Move over Bella and Edward; Scarlett and Rhett were the original young adult power couple. At The New York Times, Claire Needell argues that Gone with the Wind is the epitome of the young adult novel. “The choice between two starkly different lovers (one gentlemanly, one roguish) appears, for the very young, to be a choice between two utterly distinct potential identities, two possible roads through life.”
Ian McEwan stopped by BBC’s Radio4 flagship news program to discuss, among other things, his love for John Williams’s Stoner. The novel, as Claire Cameron reported for us last month, is currently flying off the shelves in the Netherlands. However since McEwan gave Williams’s forgotten masterpiece a shout out, UK buyers have been snapping up four copies per minute.
You may have heard that Vulture editor Adam Sternbergh was nominated for an Edgar Award for his book Shovel Ready last week. Now, to give Vulture readers a taste of his literary style, he’s published an annotated excerpt of the sequel Near Enemy, which came out earlier this month. As the introduction puts it, the excerpt includes “thoughts on history’s first murder, the dubious appeal of Pepé Le Pew, and just how crazy New York apartment locks used to be.”

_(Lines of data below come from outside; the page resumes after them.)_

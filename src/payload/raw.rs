//! Raw fallback for unrecognised discriminators

use serde_json::{Map, Value};

/// A payload whose discriminator matched no known variant.
///
/// Keeps the discriminator and the full field map verbatim so server-side
/// additions can still be inspected without data loss. It is decode-only:
/// encoding it for a request is refused by the codec.
#[derive(Debug, Clone, PartialEq)]
pub struct RawPayload {
    discriminator: String,
    fields: Map<String, Value>,
}

impl RawPayload {
    pub(crate) fn new(discriminator: String, fields: Map<String, Value>) -> Self {
        Self {
            discriminator,
            fields,
        }
    }

    /// The discriminator value exactly as received
    pub fn discriminator(&self) -> &str {
        &self.discriminator
    }

    /// Every field of the received object, discriminator included
    pub fn fields(&self) -> &Map<String, Value> {
        &self.fields
    }

    pub fn get(&self, key: &str) -> Option<&Value> {
        self.fields.get(key)
    }

    /// The received object, for inspection and display only
    pub fn as_value(&self) -> Value {
        Value::Object(self.fields.clone())
    }
}
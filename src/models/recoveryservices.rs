//! Site Recovery
//!
//! Enabling protection of a machine sends provider-specific input selected
//! by `instanceType`.

use crate::payload::{arm_enum, optional, payload_family};
use crate::resourceids::typed_resource_id;
use serde::{Deserialize, Serialize};

pub const API_VERSION: &str = "2024-04-01";

typed_resource_id! {
    /// A protected item within a vault's replication protection container
    pub struct ReplicationProtectedItemId(
        "Replication Protected Item",
        "/subscriptions/{subscriptionId}/resourceGroups/{resourceGroupName}/providers/Microsoft.RecoveryServices/vaults/{vaultName}/replicationFabrics/{replicationFabricName}/replicationProtectionContainers/{replicationProtectionContainerName}/replicationProtectedItems/{replicationProtectedItemName}"
    ) {
        subscription_id => "subscriptionId",
        resource_group_name => "resourceGroupName",
        vault_name => "vaultName",
        replication_fabric_name => "replicationFabricName",
        replication_protection_container_name => "replicationProtectionContainerName",
        replication_protected_item_name => "replicationProtectedItemName",
    }
}

arm_enum! {
    pub enum DiskAccountType {
        StandardLrs => "Standard_LRS",
        PremiumLrs => "Premium_LRS",
        StandardSsdLrs => "StandardSSD_LRS",
    }
}

#[derive(Debug, Clone, PartialEq, Serialize, Deserialize)]
#[serde(rename_all = "camelCase")]
pub struct A2AVmManagedDiskInputDetails {
    pub disk_id: String,
    pub primary_staging_azure_storage_account_id: String,
    pub recovery_resource_group_id: String,
    #[serde(default, skip_serializing_if = "Option::is_none")]
    pub recovery_replica_disk_account_type: Option<DiskAccountType>,
    #[serde(default, skip_serializing_if = "Option::is_none")]
    pub recovery_target_disk_account_type: Option<DiskAccountType>,
}

#[derive(Debug, Clone, PartialEq, Serialize, Deserialize)]
#[serde(rename_all = "camelCase")]
pub struct A2AEnableProtectionInput {
    pub fabric_object_id: String,
    #[serde(default, skip_serializing_if = "Option::is_none")]
    pub recovery_container_id: Option<String>,
    #[serde(default, skip_serializing_if = "Option::is_none")]
    pub recovery_resource_group_id: Option<String>,
    #[serde(default, skip_serializing_if = "Option::is_none")]
    pub recovery_availability_set_id: Option<String>,
    #[serde(default, skip_serializing_if = "Option::is_none")]
    pub recovery_azure_network_id: Option<String>,
    #[serde(default, skip_serializing_if = "Vec::is_empty")]
    pub vm_managed_disks: Vec<A2AVmManagedDiskInputDetails>,
}

#[derive(Debug, Clone, PartialEq, Serialize, Deserialize)]
#[serde(rename_all = "camelCase")]
pub struct HyperVReplicaAzureEnableProtectionInput {
    pub hv_host_vm_id: String,
    pub vm_name: String,
    #[serde(default, skip_serializing_if = "Option::is_none")]
    pub os_type: Option<String>,
    #[serde(default, skip_serializing_if = "Option::is_none")]
    pub vhd_id: Option<String>,
    #[serde(default, skip_serializing_if = "Option::is_none")]
    pub target_storage_account_id: Option<String>,
    #[serde(default, skip_serializing_if = "Option::is_none")]
    pub target_azure_network_id: Option<String>,
    #[serde(default, skip_serializing_if = "Option::is_none")]
    pub target_azure_subnet_id: Option<String>,
    #[serde(default, skip_serializing_if = "Option::is_none")]
    pub target_azure_vm_name: Option<String>,
    #[serde(default, skip_serializing_if = "Option::is_none")]
    pub log_storage_account_id: Option<String>,
    #[serde(default, skip_serializing_if = "Vec::is_empty")]
    pub disks_to_include: Vec<String>,
}

payload_family! {
    /// Replication provider settings used when enabling protection
    pub enum EnableProtectionProviderSpecificInput("SiteRecoveryEnableProtectionInput", "instanceType") {
        A2A(A2AEnableProtectionInput) = "A2A",
        HyperVReplicaAzure(HyperVReplicaAzureEnableProtectionInput) = "HyperVReplicaAzure",
    }
}

/// Request body creating a replication protected item
#[derive(Debug, Clone, PartialEq, Serialize, Deserialize)]
#[serde(rename_all = "camelCase")]
pub struct EnableProtectionInput {
    pub properties: EnableProtectionInputProperties,
}

#[derive(Debug, Clone, PartialEq, Serialize, Deserialize)]
#[serde(rename_all = "camelCase")]
pub struct EnableProtectionInputProperties {
    pub policy_id: String,
    #[serde(default, skip_serializing_if = "Option::is_none")]
    pub protectable_item_id: Option<String>,
    #[serde(default, skip_serializing_if = "Option::is_none", with = "optional")]
    pub provider_specific_details: Option<EnableProtectionProviderSpecificInput>,
}
//! Azure Cache for Redis

use crate::resourceids::typed_resource_id;

pub const API_VERSION: &str = "2023-08-01";

typed_resource_id! {
    /// A Redis cache
    pub struct RedisId(
        "Redis",
        "/subscriptions/{subscriptionId}/resourceGroups/{resourceGroupName}/providers/Microsoft.Cache/redis/{redisName}"
    ) {
        subscription_id => "subscriptionId",
        resource_group_name => "resourceGroupName",
        redis_name => "redisName",
    }
}
//! IDs shared by every resource provider

use super::typed::typed_resource_id;

typed_resource_id! {
    /// A subscription
    pub struct SubscriptionId("Subscription", "/subscriptions/{subscriptionId}") {
        subscription_id => "subscriptionId",
    }
}

typed_resource_id! {
    /// A resource group
    pub struct ResourceGroupId(
        "Resource Group",
        "/subscriptions/{subscriptionId}/resourceGroups/{resourceGroupName}"
    ) {
        subscription_id => "subscriptionId",
        resource_group_name => "resourceGroupName",
    }
}

impl ResourceGroupId {
    pub fn subscription(&self) -> SubscriptionId {
        SubscriptionId::new(self.subscription_id.clone())
    }
}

If you’re like this writer, you’ve read enough by now about the scourge of writer’s block. The literature on authors having trouble producing literature is enough to sustain a whole genre by itself. Which is why it’s refreshing to read this article, which tackles another problem: the vexing, peculiar strain of overload known as reader’s block.
Last month, Austin Bunn published The Brink, his debut collection of short stories. The stories, as Ryan Krull describes them in The Rumpus, hinge on pushing characters to some personal limit of behavior. In an interview, Bunn talks about why that is, as well as his new short film, In the Hollow.
“What does it look like to be the child of war? A product of war? What does it look like to be a queer child from a very traditional Confucian family? How does one feel to pay homage to a family but to also, in a way, betray those familial values?” Kaveh Akbar interviews Ocean Vuong about linguistic identity, syntax, and the American gaze for Divedapper.